Walker says these changes would help the state save $30 million in the last three months of the current fiscal year. Wisconsin is facing a $3.6 billion budget deficit for the biennium that starts on July 1, according to the state's Department of Administration.

Even more controversial, Walker is looking to limit collective bargaining for most public employees to wages only. Local law enforcement and fire employees, as well as state troopers and inspectors would be exempt.

That means health care and pension contributions would no longer be subject to contract negotiations, giving state officials greater freedom to raise them.

A bill in Ohio, meanwhile, would not only eliminate collective bargaining but would also make fewer police and firefighters eligible to participate in unions.

Additionally, the Ohio bill would make all public workers pay at least 20% of their health insurance premiums and would eliminate tenure as a consideration when making layoffs. And it would require pay be based on merit for most workers.

Ohio is facing an $8 billion budget shortfall for the coming fiscal year. Gov. John Kasich supports the bill as a way to help stabilize the budgets of the state and localities.

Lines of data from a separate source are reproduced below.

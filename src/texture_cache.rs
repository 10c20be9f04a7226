//! Bounded, asynchronous cache of GPU textures keyed by image path.
//!
//! The cache is owned by a single thread. Decoding and upload run on the tokio
//! blocking pool; results come back over a channel and are accepted only while
//! the key is still wanted, so a late result for a key that left the interest
//! set never reaches the owner.
mod fetch;
mod interest;

use std::collections::HashMap;
use std::fmt;
use std::num::NonZeroUsize;
use std::sync::Arc;

use tokio::runtime::Handle;
use tokio::sync::Semaphore;
use tokio::sync::mpsc::{self, UnboundedReceiver, UnboundedSender};
use tokio_util::sync::CancellationToken;
use tracing::{debug, info, warn};

pub use interest::InterestSet;

use crate::error::TextureError;
use crate::events::{TextureFetched, TextureSize};
use crate::source::{DecodedImage, ImageKey, ImageSource};
use fetch::{FetchDone, FetchJob};

const DEFAULT_MAX_CACHE_SIZE: NonZeroUsize = NonZeroUsize::MIN.saturating_add(4);

/// Called from a worker thread whenever a fetch result has been queued.
pub type Waker = Arc<dyn Fn() + Send + Sync>;

/// Decoded image resident on the GPU.
pub struct Texture<H> {
    pub width: u32,
    pub height: u32,
    handle: H,
}

impl<H> Texture<H> {
    pub fn new(width: u32, height: u32, handle: H) -> Self {
        Self {
            width,
            height,
            handle,
        }
    }

    pub fn size(&self) -> TextureSize {
        TextureSize {
            width: self.width,
            height: self.height,
        }
    }

    pub fn handle(&self) -> &H {
        &self.handle
    }
}

impl<H> fmt::Debug for Texture<H> {
    fn fmt(&self, f: &mut fmt::Formatter<'_>) -> fmt::Result {
        f.debug_struct("Texture")
            .field("width", &self.width)
            .field("height", &self.height)
            .finish_non_exhaustive()
    }
}

/// Moves decoded pixels onto the GPU.
///
/// Runs on the blocking pool, so implementations may block.
pub trait TextureUploader: Send + Sync + 'static {
    type Handle: Send + 'static;

    fn upload(&self, image: &DecodedImage) -> Result<Self::Handle, TextureError>;

    /// Largest texture side the backend accepts; larger images are downscaled
    /// while decoding.
    fn max_dimension(&self) -> Option<u32> {
        None
    }
}

#[derive(Clone)]
pub struct CacheOptions {
    /// Upper bound on resident entries (pending, ready and failed).
    pub max_cache_size: NonZeroUsize,
    /// Decodes allowed to run at once.
    pub max_concurrent_decodes: usize,
    /// Optional cap applied on top of the uploader's limit.
    pub max_dimension: Option<u32>,
    pub waker: Option<Waker>,
}

impl CacheOptions {
    pub fn new(max_cache_size: NonZeroUsize) -> Self {
        Self {
            max_cache_size,
            ..Self::default()
        }
    }

    pub fn with_waker(mut self, waker: impl Fn() + Send + Sync + 'static) -> Self {
        self.waker = Some(Arc::new(waker));
        self
    }
}

impl Default for CacheOptions {
    fn default() -> Self {
        Self {
            max_cache_size: DEFAULT_MAX_CACHE_SIZE,
            max_concurrent_decodes: 2,
            max_dimension: None,
            waker: None,
        }
    }
}

impl fmt::Debug for CacheOptions {
    fn fmt(&self, f: &mut fmt::Formatter<'_>) -> fmt::Result {
        f.debug_struct("CacheOptions")
            .field("max_cache_size", &self.max_cache_size)
            .field("max_concurrent_decodes", &self.max_concurrent_decodes)
            .field("max_dimension", &self.max_dimension)
            .field("waker", &self.waker.is_some())
            .finish()
    }
}

/// Coarse state of a cache entry.
#[derive(Debug, Clone, Copy, PartialEq, Eq)]
pub enum EntryState {
    Pending,
    Ready,
    Failed,
}

enum CacheEntry<H> {
    Pending {
        fetch_id: u64,
        cancel: CancellationToken,
    },
    Ready(Texture<H>),
    Failed(TextureError),
}

impl<H> CacheEntry<H> {
    fn state(&self) -> EntryState {
        match self {
            Self::Pending { .. } => EntryState::Pending,
            Self::Ready(_) => EntryState::Ready,
            Self::Failed(_) => EntryState::Failed,
        }
    }
}

struct Slot<H> {
    entry: CacheEntry<H>,
    /// Declaration round in which the key was last wanted.
    declared_at: u64,
    /// Distance from the primary key in that round.
    distance: usize,
}

pub struct TextureCache<U: TextureUploader> {
    runtime: Handle,
    options: CacheOptions,
    source: Arc<dyn ImageSource>,
    uploader: Arc<U>,
    permits: Arc<Semaphore>,
    root: CancellationToken,
    slots: HashMap<ImageKey, Slot<U::Handle>>,
    interest: InterestSet,
    active: Option<ImageKey>,
    round: u64,
    next_fetch_id: u64,
    done_tx: UnboundedSender<FetchDone<U::Handle>>,
    done_rx: UnboundedReceiver<FetchDone<U::Handle>>,
}
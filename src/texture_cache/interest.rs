use crate::source::ImageKey;

/// Ordered set of keys the cache should keep resident, with one primary key.
///
/// Keys are deduplicated on construction, first occurrence wins.
#[derive(Debug, Clone, Default, PartialEq, Eq)]
pub struct InterestSet {
    keys: Vec<ImageKey>,
    primary: usize,
}

impl InterestSet {
    /// Interest in `keys`, the first one being primary.
    pub fn new(keys: impl IntoIterator<Item = ImageKey>) -> Self {
        let mut deduped: Vec<ImageKey> = Vec::new();
        for key in keys {
            if !deduped.contains(&key) {
                deduped.push(key);
            }
        }
        Self {
            keys: deduped,
            primary: 0,
        }
    }

    /// `[prev, current, next]` with absent neighbours dropped and `current`
    /// as primary.
    pub fn around(
        prev: Option<&ImageKey>,
        current: Option<&ImageKey>,
        next: Option<&ImageKey>,
    ) -> Self {
        let mut set = Self::new([prev, current, next].into_iter().flatten().cloned());
        if let Some(current) = current {
            set.primary = set.position(current).unwrap_or(0);
        }
        set
    }

    pub fn keys(&self) -> &[ImageKey] {
        &self.keys
    }

    pub fn primary(&self) -> Option<&ImageKey> {
        self.keys.get(self.primary)
    }

    pub fn len(&self) -> usize {
        self.keys.len()
    }

    pub fn is_empty(&self) -> bool {
        self.keys.is_empty()
    }

    pub fn contains(&self, key: &ImageKey) -> bool {
        self.keys.contains(key)
    }

    /// Ordering distance of `key` from the primary key.
    pub fn distance(&self, key: &ImageKey) -> Option<usize> {
        self.position(key).map(|idx| idx.abs_diff(self.primary))
    }

    /// Keys nearest the primary first; equal distances favour the later key,
    /// i.e. the forward neighbour.
    pub(crate) fn by_priority(&self) -> Vec<(usize, &ImageKey)> {
        let mut ranked: Vec<(usize, usize, &ImageKey)> = self
            .keys
            .iter()
            .enumerate()
            .map(|(idx, key)| (idx.abs_diff(self.primary), idx, key))
            .collect();
        ranked.sort_by(|a, b| a.0.cmp(&b.0).then(b.1.cmp(&a.1)));
        ranked
            .into_iter()
            .map(|(distance, _, key)| (distance, key))
            .collect()
    }

    /// The `capacity` highest-priority keys, original order preserved.
    pub(crate) fn truncated(&self, capacity: usize) -> Self {
        if self.keys.len() <= capacity {
            return self.clone();
        }
        let keep: Vec<&ImageKey> = self
            .by_priority()
            .into_iter()
            .take(capacity)
            .map(|(_, key)| key)
            .collect();
        let primary = self.primary();
        let keys: Vec<ImageKey> = self
            .keys
            .iter()
            .filter(|key| keep.contains(key))
            .cloned()
            .collect();
        let primary = primary
            .and_then(|p| keys.iter().position(|k| k == p))
            .unwrap_or(0);
        Self { keys, primary }
    }

    fn position(&self, key: &ImageKey) -> Option<usize> {
        self.keys.iter().position(|k| k == key)
    }
}

impl FromIterator<ImageKey> for InterestSet {
    fn from_iter<T: IntoIterator<Item = ImageKey>>(iter: T) -> Self {
        Self::new(iter)
    }
}

#[cfg(test)]
mod tests {
    use super::*;

    fn k(s: &str) -> ImageKey {
        ImageKey::from(s)
    }

    #[test]
    fn around_filters_missing_neighbours() {
        let set = InterestSet::around(None, Some(&k("b")), Some(&k("c")));
        assert_eq!(set.keys(), &[k("b"), k("c")]);
        assert_eq!(set.primary(), Some(&k("b")));
    }

    #[test]
    fn around_dedups_two_photo_loops() {
        let set = InterestSet::around(Some(&k("a")), Some(&k("b")), Some(&k("a")));
        assert_eq!(set.keys(), &[k("a"), k("b")]);
        assert_eq!(set.primary(), Some(&k("b")));
        assert_eq!(set.distance(&k("a")), Some(1));
    }

    #[test]
    fn priority_prefers_forward_neighbour_on_ties() {
        let set = InterestSet::around(Some(&k("a")), Some(&k("b")), Some(&k("c")));
        let order: Vec<&ImageKey> = set.by_priority().into_iter().map(|(_, key)| key).collect();
        assert_eq!(order, vec![&k("b"), &k("c"), &k("a")]);
    }

    #[test]
    fn truncation_keeps_nearest_keys() {
        let set = InterestSet::around(Some(&k("a")), Some(&k("b")), Some(&k("c")));
        let two = set.truncated(2);
        assert_eq!(two.keys(), &[k("b"), k("c")]);
        assert_eq!(two.primary(), Some(&k("b")));
        let one = set.truncated(1);
        assert_eq!(one.keys(), &[k("b")]);
        assert!(set.truncated(0).is_empty());
    }
}
//! The narrow surface the photo layer drives.
//!
//! Implementations own the GPU surface and draw calls; the layer only pushes
//! state and asks whether that state is renderable.
use glam::Mat4;

use crate::camera::{Rect, Size};
use crate::texture_cache::Texture;

pub trait Canvas {
    /// Backend texture handle, shared with the uploader feeding the cache.
    type Handle;
    type Element: CanvasElement;

    /// Binds `texture` as the photo to draw, or unbinds with `None`.
    ///
    /// The texture is owned by the cache; implementations may keep backend
    /// views of it but must drop them when unbound.
    fn set_base_texture(&mut self, texture: Option<&Texture<Self::Handle>>, flip_y: bool);

    /// Restricts drawing to a region of the image (image pixels, top-left origin).
    fn set_clip_rect(&mut self, rect: Option<Rect>);

    fn set_size(&mut self, size: Size);

    fn set_projection_matrix(&mut self, matrix: Mat4);

    fn set_camera_matrix(&mut self, matrix: Mat4);

    /// Redraws with the current state.
    fn update(&mut self);

    /// Whether a texture, a size and both matrices are set.
    fn is_valid(&self) -> bool;

    fn element_mut(&mut self) -> &mut Self::Element;
}

/// The visual element hosting a canvas.
pub trait CanvasElement {
    fn show(&mut self);

    fn hide(&mut self);

    fn is_visible(&self) -> bool;

    /// Layout size of the element; not a GPU operation.
    fn set_display_size(&mut self, size: Size);

    /// Removes the element from its host. Called once on teardown.
    fn detach(&mut self);
}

"We need to give our cities, towns and school districts the tools to combat one of their biggest costs -- the cost of labor," said Rob Nichols, his press secretary.

Thousands of teachers and public employees have flocked to Columbus to protest the bill.

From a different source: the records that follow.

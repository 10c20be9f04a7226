use std::sync::Arc;

use tokio::select;
use tokio::sync::Semaphore;
use tokio::sync::mpsc::UnboundedSender;
use tokio_util::sync::CancellationToken;
use tracing::debug;

use super::{Texture, TextureUploader, Waker};
use crate::error::TextureError;
use crate::source::{self, ImageKey, ImageSource};

/// Result of one decode+upload, sent back to the cache owner.
pub(crate) struct FetchDone<H> {
    pub key: ImageKey,
    pub fetch_id: u64,
    pub result: Result<Texture<H>, TextureError>,
}

pub(crate) struct FetchJob<U: TextureUploader> {
    pub key: ImageKey,
    pub fetch_id: u64,
    pub cancel: CancellationToken,
    pub source: Arc<dyn ImageSource>,
    pub uploader: Arc<U>,
    pub permits: Arc<Semaphore>,
    pub max_dimension: Option<u32>,
    pub done_tx: UnboundedSender<FetchDone<U::Handle>>,
    pub waker: Option<Waker>,
}

/// Waits for a decode permit, then decodes and uploads on the blocking pool.
///
/// Cancelled jobs exit without reporting; a job cancelled after its result is
/// sent is filtered out by the cache when it is accepted.
pub(crate) async fn run<U: TextureUploader>(job: FetchJob<U>) {
    let FetchJob {
        key,
        fetch_id,
        cancel,
        source: images,
        uploader,
        permits,
        max_dimension,
        done_tx,
        waker,
    } = job;

    let _permit = select! {
        _ = cancel.cancelled() => {
            debug!(path = %key, fetch_id, "fetch cancelled before decode");
            return;
        }
        permit = permits.acquire_owned() => match permit {
            Ok(permit) => permit,
            Err(_) => return,
        },
    };
    if cancel.is_cancelled() {
        return;
    }

    let result = {
        let key = key.clone();
        tokio::task::spawn_blocking(move || {
            let max = match (max_dimension, uploader.max_dimension()) {
                (Some(a), Some(b)) => Some(a.min(b)),
                (a, b) => a.or(b),
            };
            let decoded = source::load(images.as_ref(), &key, max)?;
            let handle = uploader.upload(&decoded)?;
            Ok(Texture {
                width: decoded.width,
                height: decoded.height,
                handle,
            })
        })
        .await
        .unwrap_or_else(|err| Err(TextureError::DecodeFailure(format!("decode task failed: {err}"))))
    };

    if cancel.is_cancelled() {
        debug!(path = %key, fetch_id, "dropping result of cancelled fetch");
        return;
    }
    if done_tx
        .send(FetchDone {
            key,
            fetch_id,
            result,
        })
        .is_ok()
    {
        if let Some(waker) = waker {
            waker();
        }
    }
}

"Students need their teachers to focus on them and their classrooms, and allowing the union to represent teachers allows them to do what they do best -- teach," said Philip Hayes, a teacher in Columbus and member of the Ohio Education Association, which sent nearly a thousand school workers to a rally on Thursday.

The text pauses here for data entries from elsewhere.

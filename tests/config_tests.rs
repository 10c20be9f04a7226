use photo_layer::camera::Rect;
use photo_layer::config::Configuration;
use photo_layer::photo_layer::RenderMode;
use std::path::PathBuf;
use std::time::Duration;

#[test]
fn parse_kebab_case_config_with_defaults() {
    let yaml = r#"
photo-library-path: "/photos"
"#;
    let cfg: Configuration = serde_yaml::from_str(yaml).unwrap();
    assert_eq!(cfg.photo_library_path, PathBuf::from("/photos"));
    assert_eq!(cfg.max_cache_size.get(), 5);
    assert_eq!(cfg.loader_max_concurrent_decodes, 2);
    assert_eq!(cfg.hide_delay, Duration::from_millis(100));
    assert_eq!(cfg.dwell, Duration::from_secs(8));
    assert_eq!(cfg.mode, RenderMode::View);
    assert!(cfg.crop.is_none());
    assert!(!cfg.fullscreen);
    assert!(cfg.validated().is_ok());
}

#[test]
fn parse_full_config() {
    let yaml = r#"
photo-library-path: "/p"
max-cache-size: 3
loader-max-concurrent-decodes: 1
hide-delay: 250ms
dwell: 1m 30s
max-texture-dimension: 4096
startup-shuffle-seed: 7
mode: crop
crop: { x: 10, y: 20, width: 300, height: 200 }
fullscreen: true
"#;
    let cfg: Configuration = serde_yaml::from_str(yaml).unwrap();
    assert_eq!(cfg.max_cache_size.get(), 3);
    assert_eq!(cfg.loader_max_concurrent_decodes, 1);
    assert_eq!(cfg.hide_delay, Duration::from_millis(250));
    assert_eq!(cfg.dwell, Duration::from_secs(90));
    assert_eq!(cfg.max_texture_dimension, Some(4096));
    assert_eq!(cfg.startup_shuffle_seed, Some(7));
    assert_eq!(cfg.mode, RenderMode::Crop);
    assert_eq!(cfg.crop, Some(Rect::new(10.0, 20.0, 300.0, 200.0)));
    assert!(cfg.fullscreen);

    let options = cfg.cache_options();
    assert_eq!(options.max_cache_size.get(), 3);
    assert_eq!(options.max_dimension, Some(4096));
}

#[test]
fn zero_cache_size_is_rejected_while_parsing() {
    let yaml = r#"
photo-library-path: "/p"
max-cache-size: 0
"#;
    assert!(serde_yaml::from_str::<Configuration>(yaml).is_err());
}

#[test]
fn unknown_mode_is_rejected() {
    let yaml = r#"
photo-library-path: "/p"
mode: zoom
"#;
    assert!(serde_yaml::from_str::<Configuration>(yaml).is_err());
}

#[test]
fn validation_catches_runtime_invariants() {
    let missing_path = Configuration::default();
    assert!(missing_path.validated().is_err());

    let cfg: Configuration = serde_yaml::from_str(
        r#"
photo-library-path: "/p"
loader-max-concurrent-decodes: 0
"#,
    )
    .unwrap();
    let err = cfg.validated().unwrap_err();
    assert!(err.to_string().contains("loader-max-concurrent-decodes"));

    let cfg: Configuration = serde_yaml::from_str(
        r#"
photo-library-path: "/p"
dwell: 0s
"#,
    )
    .unwrap();
    assert!(cfg.validated().is_err());

    let cfg: Configuration = serde_yaml::from_str(
        r#"
photo-library-path: "/p"
crop: { x: 0, y: 0, width: 0, height: 10 }
"#,
    )
    .unwrap();
    assert!(cfg.validated().is_err());
}

#[test]
fn from_yaml_file_reports_the_path() {
    let tmp = tempfile::tempdir().unwrap();
    let path = tmp.path().join("config.yaml");
    std::fs::write(&path, "photo-library-path: [not, a, path").unwrap();
    let err = Configuration::from_yaml_file(&path).unwrap_err();
    assert!(format!("{err:#}").contains("config.yaml"));

    let err = Configuration::from_yaml_file(tmp.path().join("absent.yaml")).unwrap_err();
    assert!(format!("{err:#}").contains("absent.yaml"));
}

Concessions from public workers

Given state budget woes, workers' pay and benefits are "an obvious place" to cut back, Sherk said. If employees don't make concessions, state officials will have to cut elsewhere to balance the budget.

"It means there are less tax dollars to fund government services," he said.

But union leaders say that public employees have been giving plenty throughout the recession. Many states have effectively cut pay by instituting furloughs and workers have been contributing more to their benefits.

In California, for instance, workers agreed last year to contribute 10% of their pay to their pensions, up from 5%, said Steven Kreisberg, director of collective bargaining for the American Federation of State, County and Municipal Employees. Ohio public employees made $250 million in concessions in 2008, including an increase in their health care contributions.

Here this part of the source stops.